A diagnostic imaging test used to create images of internal organs, bones, soft tissue and blood vessels. In oncology, cross-sectional CT images are used to confirm the location and size of tumours.

Solid stresses

Stresses exerted by and accumulated within solid components of tissues (that is, cells and extracellular matrix) during growth and progression. In tumours, solid stress is elevated due to growth and is independent of high interstitial fluid pressure.

Tumour deformation assays

An assay to quantify stress in tumours. Excised tumours are cut in the middle of the tumour, and stress relaxation is quantified as the extent of tumour opening normalized to the diameter of the tumour.

Desmoplasia

The formation and growth of fibrous tissue. In cancer, desmoplasia may occur around a neoplasm, causing dense fibrosis around the tumour.

Ultrasonography

A technique using echoes of ultrasound pulses to delineate objects or areas of different density in the body. In cancer, ultrasonography is used to detect solid tumours.

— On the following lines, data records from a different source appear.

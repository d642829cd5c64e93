//! Round configuration.
//!
//! Countdown length, tick size and the word list are plain values handed to
//! [`GameState`](super::game::GameState) so tests can run short rounds.

use std::time::Duration;

use serde::{Deserialize, Serialize};
use thiserror::Error;

use super::words::CANONICAL_WORDS;

/// Default length of a round (10 seconds).
pub const DEFAULT_COUNTDOWN_MS: u64 = 10_000;

/// Default tick interval (1 second).
pub const DEFAULT_TICK_MS: u64 = 1_000;

/// Number of whole ticks left at which the panic buzz starts.
pub const DEFAULT_PANIC_TICKS: u64 = 3;

/// Configuration errors.
#[derive(Debug, Error)]
pub enum ConfigError {
    #[error("tick interval must be greater than zero")]
    ZeroTick,
    #[error("countdown must be greater than zero")]
    ZeroCountdown,
    #[error("word list is empty")]
    EmptyWordList,
    #[error("invalid config: {0}")]
    Parse(#[from] serde_json::Error),
}

/// Settings for one game round.
#[derive(Debug, Clone, PartialEq, Eq, Serialize, Deserialize)]
#[serde(default)]
pub struct GameConfig {
    /// Total countdown in milliseconds
    pub countdown_ms: u64,

    /// Interval between ticks in milliseconds
    pub tick_ms: u64,

    /// Panic buzz fires while `remaining / tick < panic_ticks`
    pub panic_ticks: u64,

    /// Words dealt to the player, reshuffled on every refill
    pub words: Vec<String>,
}

impl Default for GameConfig {
    fn default() -> Self {
        Self {
            countdown_ms: DEFAULT_COUNTDOWN_MS,
            tick_ms: DEFAULT_TICK_MS,
            panic_ticks: DEFAULT_PANIC_TICKS,
            words: CANONICAL_WORDS.iter().map(|w| w.to_string()).collect(),
        }
    }
}

impl GameConfig {
    pub fn new() -> Self {
        Self::default()
    }

    /// Parse a config from JSON. Missing fields take their defaults.
    pub fn from_json(json: &str) -> Result<Self, ConfigError> {
        let config: Self = serde_json::from_str(json)?;
        config.validate()?;
        Ok(config)
    }

    pub fn with_countdown(mut self, countdown: Duration) -> Self {
        self.countdown_ms = countdown.as_millis() as u64;
        self
    }

    pub fn with_tick(mut self, tick: Duration) -> Self {
        self.tick_ms = tick.as_millis() as u64;
        self
    }

    pub fn with_words<I, S>(mut self, words: I) -> Self
    where
        I: IntoIterator<Item = S>,
        S: Into<String>,
    {
        self.words = words.into_iter().map(Into::into).collect();
        self
    }

    pub fn countdown(&self) -> Duration {
        Duration::from_millis(self.countdown_ms)
    }

    pub fn tick(&self) -> Duration {
        Duration::from_millis(self.tick_ms)
    }

    /// Check the config can drive a round.
    pub fn validate(&self) -> Result<(), ConfigError> {
        if self.tick_ms == 0 {
            return Err(ConfigError::ZeroTick);
        }
        if self.countdown_ms == 0 {
            return Err(ConfigError::ZeroCountdown);
        }
        if self.words.is_empty() {
            return Err(ConfigError::EmptyWordList);
        }
        Ok(())
    }

    /// Whether a tick carrying `remaining` falls inside the panic window.
    pub fn is_panic(&self, remaining: Duration) -> bool {
        (remaining.as_millis() as u64)
            .checked_div(self.tick_ms)
            .is_some_and(|ticks| ticks < self.panic_ticks)
    }
}
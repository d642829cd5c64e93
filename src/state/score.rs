//! Score screen state.

use chrono::{DateTime, Utc};

use super::event::OneShot;

/// Final score of a finished round plus the play-again request.
#[derive(Debug, Clone)]
pub struct ScoreState {
    score: i32,
    event_play_again: OneShot<()>,
    pub created_at: DateTime<Utc>,
}

impl ScoreState {
    /// Any score is accepted, including negative ones.
    pub fn new(final_score: i32) -> Self {
        tracing::info!("ScoreState created! Score: {}", final_score);
        Self {
            score: final_score,
            event_play_again: OneShot::new(),
            created_at: Utc::now(),
        }
    }

    pub fn score(&self) -> i32 {
        self.score
    }

    /// Whether a play-again request is waiting to be handled.
    pub fn event_play_again(&self) -> bool {
        self.event_play_again.is_pending()
    }

    pub fn on_play_again(&mut self) {
        tracing::debug!("Play again requested");
        self.event_play_again.emit(());
    }

    pub fn on_play_again_acknowledged(&mut self) {
        self.event_play_again.acknowledge();
    }

    pub fn to_json(&self) -> serde_json::Value {
        serde_json::json!({
            "score": self.score,
            "event_play_again": self.event_play_again(),
            "created_at": self.created_at.to_rfc3339()
        })
    }
}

Matricellular-enriched fibrosis

The thickening and scarring of tissue surrounding a tumour, composed of dynamically expressed, non-structural proteins that are present in the extracellular matrix.

Hyaluronidase

An enzyme that catalyses the degradation of hyaluronic acid, a component of the extracellular matrix that contributes to tumour growth.

Adjuvant

A substance that enhances the body’s immune response to foreign antigens.

Replicon mRNA

A self-replicating nucleic acid that amplifies production of the encoded protein and prolongs translation.

Scavenger receptors

A group of receptors that recognize low-density lipoprotein that has been modified by oxidation or acetylation.

Microdoses

Doses of a drug on the microgram scale, or about one-millionth of the systemic dose of a drug, that are intended to produce a beneficial result while avoiding undesirable side effects.

Bacteriophages

Long, tubular viruses that infect specific bacteria; they have been used as scaffolds for nanoparticles and targeting ligands for imaging tumours using magnetic resonance imaging (MRI)

Autologous chemotaxis

A mechanism by which a tumour cell can receive directional cues while at the same time being the source of such cues, enabling dissemination into the lymphatic system.

Surface plasmon resonance

An optical technique for detecting the interaction of two different molecules or particles, in which one is mobile and one is fixed on a thin gold film.

Deterministic lateral displacement pillar arrays

Arrays of pillars fabricated from silicon used to sort, separate and enrich microscale particles including parasites, bacteria, blood cells and tumour cells under flow conditions.